[Activity]:
Search the material and gather each line with "during" in it.
____________
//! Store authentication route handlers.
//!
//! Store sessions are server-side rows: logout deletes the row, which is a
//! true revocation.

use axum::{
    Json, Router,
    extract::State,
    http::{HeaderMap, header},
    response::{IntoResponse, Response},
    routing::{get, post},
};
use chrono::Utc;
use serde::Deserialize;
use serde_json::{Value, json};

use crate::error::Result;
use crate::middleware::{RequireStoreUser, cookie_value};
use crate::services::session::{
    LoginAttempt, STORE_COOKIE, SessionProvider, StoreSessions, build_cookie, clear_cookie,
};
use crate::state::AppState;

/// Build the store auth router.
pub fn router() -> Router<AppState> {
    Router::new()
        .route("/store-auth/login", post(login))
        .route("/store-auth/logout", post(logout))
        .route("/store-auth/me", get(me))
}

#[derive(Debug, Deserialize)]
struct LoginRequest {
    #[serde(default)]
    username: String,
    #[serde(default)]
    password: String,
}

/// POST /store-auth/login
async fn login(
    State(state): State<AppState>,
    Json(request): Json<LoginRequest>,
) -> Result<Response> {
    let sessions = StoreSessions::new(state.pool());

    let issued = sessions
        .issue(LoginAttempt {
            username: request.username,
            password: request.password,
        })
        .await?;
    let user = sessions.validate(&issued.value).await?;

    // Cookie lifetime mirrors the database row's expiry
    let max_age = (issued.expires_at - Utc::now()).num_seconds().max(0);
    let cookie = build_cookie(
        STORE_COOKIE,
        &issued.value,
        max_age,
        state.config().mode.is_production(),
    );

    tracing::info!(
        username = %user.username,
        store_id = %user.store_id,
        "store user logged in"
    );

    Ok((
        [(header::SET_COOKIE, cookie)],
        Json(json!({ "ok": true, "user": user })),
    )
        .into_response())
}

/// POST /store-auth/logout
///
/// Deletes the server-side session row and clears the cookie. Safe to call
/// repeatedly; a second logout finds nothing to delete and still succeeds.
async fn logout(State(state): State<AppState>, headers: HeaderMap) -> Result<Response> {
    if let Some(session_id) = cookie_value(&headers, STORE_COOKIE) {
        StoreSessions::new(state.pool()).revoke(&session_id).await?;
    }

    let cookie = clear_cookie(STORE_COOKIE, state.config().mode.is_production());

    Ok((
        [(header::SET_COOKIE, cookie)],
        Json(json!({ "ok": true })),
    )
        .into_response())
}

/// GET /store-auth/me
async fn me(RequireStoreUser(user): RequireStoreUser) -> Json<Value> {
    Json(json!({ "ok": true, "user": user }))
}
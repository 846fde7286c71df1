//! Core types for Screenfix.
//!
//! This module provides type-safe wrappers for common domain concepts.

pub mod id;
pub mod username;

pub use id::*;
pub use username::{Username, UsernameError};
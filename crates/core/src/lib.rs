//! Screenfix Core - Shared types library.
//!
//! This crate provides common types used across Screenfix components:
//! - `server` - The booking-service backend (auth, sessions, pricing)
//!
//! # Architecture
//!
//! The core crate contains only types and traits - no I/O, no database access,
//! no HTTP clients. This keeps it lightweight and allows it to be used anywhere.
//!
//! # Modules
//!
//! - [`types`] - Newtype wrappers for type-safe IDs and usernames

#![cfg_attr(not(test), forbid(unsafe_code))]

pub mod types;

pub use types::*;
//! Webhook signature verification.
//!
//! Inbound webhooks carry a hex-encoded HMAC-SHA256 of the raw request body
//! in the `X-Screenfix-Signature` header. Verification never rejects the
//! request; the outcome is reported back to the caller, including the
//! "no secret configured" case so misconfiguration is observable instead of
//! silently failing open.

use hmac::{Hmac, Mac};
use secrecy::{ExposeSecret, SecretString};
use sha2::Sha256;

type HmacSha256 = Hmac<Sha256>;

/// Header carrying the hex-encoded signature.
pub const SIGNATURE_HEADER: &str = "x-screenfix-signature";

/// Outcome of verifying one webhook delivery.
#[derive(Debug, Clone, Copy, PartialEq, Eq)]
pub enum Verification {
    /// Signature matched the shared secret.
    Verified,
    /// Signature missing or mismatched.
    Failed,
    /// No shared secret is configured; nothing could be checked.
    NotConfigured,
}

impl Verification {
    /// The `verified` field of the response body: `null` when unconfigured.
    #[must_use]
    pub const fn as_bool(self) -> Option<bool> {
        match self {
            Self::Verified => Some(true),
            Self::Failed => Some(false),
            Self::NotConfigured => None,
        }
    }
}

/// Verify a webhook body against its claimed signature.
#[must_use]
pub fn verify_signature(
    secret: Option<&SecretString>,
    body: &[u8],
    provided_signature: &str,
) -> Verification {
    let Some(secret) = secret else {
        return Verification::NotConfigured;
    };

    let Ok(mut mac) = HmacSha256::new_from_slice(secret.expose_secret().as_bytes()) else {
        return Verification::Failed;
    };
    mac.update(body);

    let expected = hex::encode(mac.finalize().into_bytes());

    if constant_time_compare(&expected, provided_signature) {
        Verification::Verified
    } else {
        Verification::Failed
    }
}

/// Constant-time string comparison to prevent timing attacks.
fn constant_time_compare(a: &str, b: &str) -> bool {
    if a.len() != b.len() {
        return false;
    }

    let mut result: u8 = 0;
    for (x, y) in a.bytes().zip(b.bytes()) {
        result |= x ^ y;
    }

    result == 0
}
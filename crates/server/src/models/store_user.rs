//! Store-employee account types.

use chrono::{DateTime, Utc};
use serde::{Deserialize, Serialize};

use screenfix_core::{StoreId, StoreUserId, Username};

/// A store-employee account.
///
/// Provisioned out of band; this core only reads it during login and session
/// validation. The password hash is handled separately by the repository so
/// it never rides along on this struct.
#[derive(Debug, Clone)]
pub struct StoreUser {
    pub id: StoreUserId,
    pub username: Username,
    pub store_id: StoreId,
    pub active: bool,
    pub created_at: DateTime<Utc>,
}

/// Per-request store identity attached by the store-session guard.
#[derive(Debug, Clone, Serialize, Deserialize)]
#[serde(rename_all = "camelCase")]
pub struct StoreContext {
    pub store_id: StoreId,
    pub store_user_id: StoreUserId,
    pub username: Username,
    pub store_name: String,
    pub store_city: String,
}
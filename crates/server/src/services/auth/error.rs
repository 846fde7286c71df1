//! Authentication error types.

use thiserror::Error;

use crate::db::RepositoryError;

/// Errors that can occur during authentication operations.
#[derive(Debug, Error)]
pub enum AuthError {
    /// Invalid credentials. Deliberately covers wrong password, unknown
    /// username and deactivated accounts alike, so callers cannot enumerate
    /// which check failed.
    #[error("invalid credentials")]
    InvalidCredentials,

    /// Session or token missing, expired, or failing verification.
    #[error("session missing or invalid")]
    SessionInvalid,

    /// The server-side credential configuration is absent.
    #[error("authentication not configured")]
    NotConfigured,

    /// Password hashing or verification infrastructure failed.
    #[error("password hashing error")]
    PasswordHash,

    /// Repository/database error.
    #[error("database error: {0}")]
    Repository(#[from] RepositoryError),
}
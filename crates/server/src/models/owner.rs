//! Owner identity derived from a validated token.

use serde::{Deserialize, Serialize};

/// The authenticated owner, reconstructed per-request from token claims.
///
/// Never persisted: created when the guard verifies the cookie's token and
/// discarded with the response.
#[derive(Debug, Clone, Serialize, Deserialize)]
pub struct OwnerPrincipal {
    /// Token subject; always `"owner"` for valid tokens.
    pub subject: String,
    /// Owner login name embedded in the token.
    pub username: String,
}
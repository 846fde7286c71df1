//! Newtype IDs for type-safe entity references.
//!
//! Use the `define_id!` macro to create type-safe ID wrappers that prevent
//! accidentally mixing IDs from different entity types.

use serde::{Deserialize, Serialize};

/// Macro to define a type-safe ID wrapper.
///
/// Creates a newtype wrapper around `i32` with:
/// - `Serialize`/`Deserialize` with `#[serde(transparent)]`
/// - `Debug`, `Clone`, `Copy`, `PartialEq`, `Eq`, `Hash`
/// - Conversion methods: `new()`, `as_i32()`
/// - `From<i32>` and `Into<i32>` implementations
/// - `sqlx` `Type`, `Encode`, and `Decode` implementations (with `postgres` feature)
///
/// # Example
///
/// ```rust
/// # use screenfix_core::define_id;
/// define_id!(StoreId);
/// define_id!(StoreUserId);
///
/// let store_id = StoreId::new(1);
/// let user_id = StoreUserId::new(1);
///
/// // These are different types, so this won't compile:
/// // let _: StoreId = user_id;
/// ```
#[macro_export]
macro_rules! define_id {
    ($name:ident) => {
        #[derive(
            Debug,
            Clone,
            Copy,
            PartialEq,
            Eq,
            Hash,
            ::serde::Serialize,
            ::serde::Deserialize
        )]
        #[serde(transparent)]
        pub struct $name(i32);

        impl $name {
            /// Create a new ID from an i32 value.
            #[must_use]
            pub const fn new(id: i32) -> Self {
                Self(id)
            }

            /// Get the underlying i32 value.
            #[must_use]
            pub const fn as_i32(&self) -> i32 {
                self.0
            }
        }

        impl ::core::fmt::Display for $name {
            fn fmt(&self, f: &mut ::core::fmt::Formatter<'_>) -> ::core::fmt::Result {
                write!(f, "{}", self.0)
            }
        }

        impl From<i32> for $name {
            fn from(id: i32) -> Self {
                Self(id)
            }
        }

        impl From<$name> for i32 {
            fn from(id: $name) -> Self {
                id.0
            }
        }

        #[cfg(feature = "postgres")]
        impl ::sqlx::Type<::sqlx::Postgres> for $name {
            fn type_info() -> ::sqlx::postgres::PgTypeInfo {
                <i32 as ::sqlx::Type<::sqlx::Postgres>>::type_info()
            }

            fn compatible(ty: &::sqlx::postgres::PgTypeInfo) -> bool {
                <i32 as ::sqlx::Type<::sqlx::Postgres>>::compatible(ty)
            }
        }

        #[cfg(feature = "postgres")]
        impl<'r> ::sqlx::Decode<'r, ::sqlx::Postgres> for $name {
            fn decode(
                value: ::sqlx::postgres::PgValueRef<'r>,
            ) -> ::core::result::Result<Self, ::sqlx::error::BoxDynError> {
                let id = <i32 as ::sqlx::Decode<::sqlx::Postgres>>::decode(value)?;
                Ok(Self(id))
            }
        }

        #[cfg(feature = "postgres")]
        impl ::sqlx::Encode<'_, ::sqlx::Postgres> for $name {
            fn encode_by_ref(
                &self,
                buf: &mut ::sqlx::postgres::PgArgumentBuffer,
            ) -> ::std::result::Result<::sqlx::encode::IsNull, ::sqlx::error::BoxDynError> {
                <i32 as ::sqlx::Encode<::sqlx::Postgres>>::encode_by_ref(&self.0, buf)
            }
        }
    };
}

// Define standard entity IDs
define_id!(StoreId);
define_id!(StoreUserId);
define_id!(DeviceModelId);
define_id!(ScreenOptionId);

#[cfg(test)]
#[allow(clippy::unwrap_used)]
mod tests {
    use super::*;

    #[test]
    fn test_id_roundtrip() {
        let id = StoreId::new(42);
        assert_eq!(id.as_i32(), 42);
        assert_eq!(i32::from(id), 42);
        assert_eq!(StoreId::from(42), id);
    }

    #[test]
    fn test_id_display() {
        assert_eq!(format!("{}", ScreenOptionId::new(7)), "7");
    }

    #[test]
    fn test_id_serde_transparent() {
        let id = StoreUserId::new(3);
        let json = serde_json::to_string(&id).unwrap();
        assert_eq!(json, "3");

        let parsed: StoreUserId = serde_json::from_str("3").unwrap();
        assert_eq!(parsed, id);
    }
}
____________
[Exercise response]:
/// Provisioned out of band; this core only reads it during login and session
/// Errors that can occur during authentication operations.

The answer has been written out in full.